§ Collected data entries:
+ + +
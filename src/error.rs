use thiserror::Error;

/// Errors reported by the slide deck and its configuration.
#[derive(Debug, Clone, PartialEq, Error)]
pub enum DeckError {
    /// `show_slide` was asked for a slide the deck does not have.
    #[error("slide index {index} is out of range for a deck of {len} slides")]
    IndexOutOfRange { index: usize, len: usize },

    /// The indicator container could not produce an indicator.
    #[error("indicator unavailable: {0}")]
    IndicatorUnavailable(String),

    #[error("invalid configuration: {0}")]
    InvalidConfig(String),
}

pub type Result<T> = std::result::Result<T, DeckError>;
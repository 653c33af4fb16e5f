pub mod controls;
pub mod indicator;
pub mod slide;

use log::{debug, warn};
use raylib::prelude::*;
use slidedeck::{ArrowKey, DeckConfig, DeckInput, SlideDeck};

use crate::viewer::controls::{Controls, rect_contains};
use crate::viewer::indicator::{Dot, DotStrip};
use crate::viewer::slide::GallerySlide;

const FOOTER_HEIGHT: f32 = 48.0;

/// Decides what a press at `point` means: a control, an indicator, or the
/// start of a swipe.
pub fn route_press(controls: &Controls, dots: &[Dot], point: Vector2) -> DeckInput {
    if let Some(input) = controls.hit(point) {
        return input;
    }
    match dots.iter().position(|dot| dot.contains(point)) {
        Some(index) => DeckInput::Indicator(index),
        None => DeckInput::TouchStart(point.x),
    }
}

/// The slide deck plus the window regions that feed it.
pub struct Gallery {
    deck: SlideDeck<GallerySlide, Dot>,
    controls: Controls,
    slide_area: Rectangle,
    footer_y: f32,

    pointer_inside: bool,
    swiping: bool,
}

impl Gallery {
    /// Builds the deck once from the loaded slides and lays out its
    /// controls and indicator strip for a `width` x `height` window.
    pub fn assemble(
        slides: Vec<GallerySlide>,
        width: i32,
        height: i32,
        config: &DeckConfig,
        with_indicators: bool,
    ) -> Self {
        let width = width as f32;
        let height = height as f32;
        let slide_area = Rectangle::new(0.0, 0.0, width, (height - FOOTER_HEIGHT).max(0.0));
        let footer_y = slide_area.height;

        let mut strip = DotStrip::new(width * 0.5, footer_y + FOOTER_HEIGHT * 0.5, width * 0.6);
        let deck = SlideDeck::with_optional_indicators(
            slides,
            with_indicators.then_some(&mut strip),
            config,
        );

        Self {
            deck,
            controls: Controls::new(slide_area),
            slide_area,
            footer_y,
            pointer_inside: false,
            swiping: false,
        }
    }

    fn poll_inputs(&mut self, rl: &RaylibHandle) -> Vec<DeckInput> {
        let mut inputs = Vec::new();

        if rl.is_key_pressed(KeyboardKey::KEY_LEFT) {
            inputs.push(DeckInput::Key(ArrowKey::Left));
        }
        if rl.is_key_pressed(KeyboardKey::KEY_RIGHT) {
            inputs.push(DeckInput::Key(ArrowKey::Right));
        }

        let mouse = rl.get_mouse_position();

        let inside = rect_contains(&self.slide_area, mouse);
        if inside != self.pointer_inside {
            self.pointer_inside = inside;
            inputs.push(if inside { DeckInput::PointerEnter } else { DeckInput::PointerLeave });
        }

        if rl.is_mouse_button_pressed(MouseButton::MOUSE_BUTTON_LEFT) {
            let input = route_press(&self.controls, self.deck.indicators(), mouse);
            self.swiping = matches!(input, DeckInput::TouchStart(_));
            inputs.push(input);
        }
        if self.swiping && rl.is_mouse_button_released(MouseButton::MOUSE_BUTTON_LEFT) {
            self.swiping = false;
            inputs.push(DeckInput::TouchEnd(mouse.x));
        }

        inputs
    }

    pub fn update(&mut self, rl: &RaylibHandle, dt: f32) {
        for input in self.poll_inputs(rl) {
            match self.deck.handle(input) {
                Ok(Some(index)) => debug!("{:?} moved to slide {}", input, index),
                Ok(None) => {}
                Err(e) => warn!("Ignoring {:?}: {}", input, e),
            }
        }

        if self.deck.tick(dt) > 0 {
            debug!("Auto-rotation moved to slide {:?}", self.deck.current_index());
        }

        for slide in self.deck.slides_mut() {
            slide.update(dt);
        }
    }

    pub fn draw(&self, d: &mut RaylibDrawHandle) {
        let Some(index) = self.deck.current_index() else {
            d.draw_text("No slides loaded.", 20, 20, 20, Color::RED);
            return;
        };

        if let Some(slide) = self.deck.current_slide() {
            slide.draw(d, self.slide_area);
        }
        self.controls.draw(d);

        for dot in self.deck.indicators() {
            dot.draw(d);
        }

        let caption = format!("{} / {}", index + 1, self.deck.len());
        d.draw_text(&caption, 16, (self.footer_y + FOOTER_HEIGHT * 0.5 - 10.0) as i32, 20, Color::LIGHTGRAY);
    }
}

#[cfg(test)]
mod tests {
    use super::*;

    fn dots() -> Vec<Dot> {
        (0..3)
            .map(|i| Dot {
                center: Vector2::new(380.0 + i as f32 * 20.0, 580.0),
                radius: 6.0,
                active: false,
            })
            .collect()
    }

    #[test]
    fn presses_on_controls_win() {
        let controls = Controls::new(Rectangle::new(0.0, 0.0, 800.0, 552.0));
        assert_eq!(
            route_press(&controls, &dots(), Vector2::new(5.0, 276.0)),
            DeckInput::PrevControl
        );
        assert_eq!(
            route_press(&controls, &dots(), Vector2::new(795.0, 276.0)),
            DeckInput::NextControl
        );
    }

    #[test]
    fn presses_on_dots_jump() {
        let controls = Controls::new(Rectangle::new(0.0, 0.0, 800.0, 552.0));
        assert_eq!(
            route_press(&controls, &dots(), Vector2::new(420.0, 581.0)),
            DeckInput::Indicator(2)
        );
    }

    #[test]
    fn other_presses_start_a_swipe() {
        let controls = Controls::new(Rectangle::new(0.0, 0.0, 800.0, 552.0));
        assert_eq!(
            route_press(&controls, &dots(), Vector2::new(400.0, 200.0)),
            DeckInput::TouchStart(400.0)
        );
        assert_eq!(
            route_press(&controls, &[], Vector2::new(420.0, 581.0)),
            DeckInput::TouchStart(420.0)
        );
    }
}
+ + +
§ PROBLEM:
The lines above from the one with "fn poll_inputs(&mut self, rl: &RaylibHandle)" through the one with "pub fn draw(&self, d: &mut" are to be duplicated exactly, ends included, with nothing added.

§ ANSWER TO THE EXERCISE:
    fn poll_inputs(&mut self, rl: &RaylibHandle) -> Vec<DeckInput> {
        let mut inputs = Vec::new();

        if rl.is_key_pressed(KeyboardKey::KEY_LEFT) {
            inputs.push(DeckInput::Key(ArrowKey::Left));
        }
        if rl.is_key_pressed(KeyboardKey::KEY_RIGHT) {
            inputs.push(DeckInput::Key(ArrowKey::Right));
        }

        let mouse = rl.get_mouse_position();

        let inside = rect_contains(&self.slide_area, mouse);
        if inside != self.pointer_inside {
            self.pointer_inside = inside;
            inputs.push(if inside { DeckInput::PointerEnter } else { DeckInput::PointerLeave });
        }

        if rl.is_mouse_button_pressed(MouseButton::MOUSE_BUTTON_LEFT) {
            let input = route_press(&self.controls, self.deck.indicators(), mouse);
            self.swiping = matches!(input, DeckInput::TouchStart(_));
            inputs.push(input);
        }
        if self.swiping && rl.is_mouse_button_released(MouseButton::MOUSE_BUTTON_LEFT) {
            self.swiping = false;
            inputs.push(DeckInput::TouchEnd(mouse.x));
        }

        inputs
    }

    pub fn update(&mut self, rl: &RaylibHandle, dt: f32) {
        for input in self.poll_inputs(rl) {
            match self.deck.handle(input) {
                Ok(Some(index)) => debug!("{:?} moved to slide {}", input, index),
                Ok(None) => {}
                Err(e) => warn!("Ignoring {:?}: {}", input, e),
            }
        }

        if self.deck.tick(dt) > 0 {
            debug!("Auto-rotation moved to slide {:?}", self.deck.current_index());
        }

        for slide in self.deck.slides_mut() {
            slide.update(dt);
        }
    }

    pub fn draw(&self, d: &mut RaylibDrawHandle) {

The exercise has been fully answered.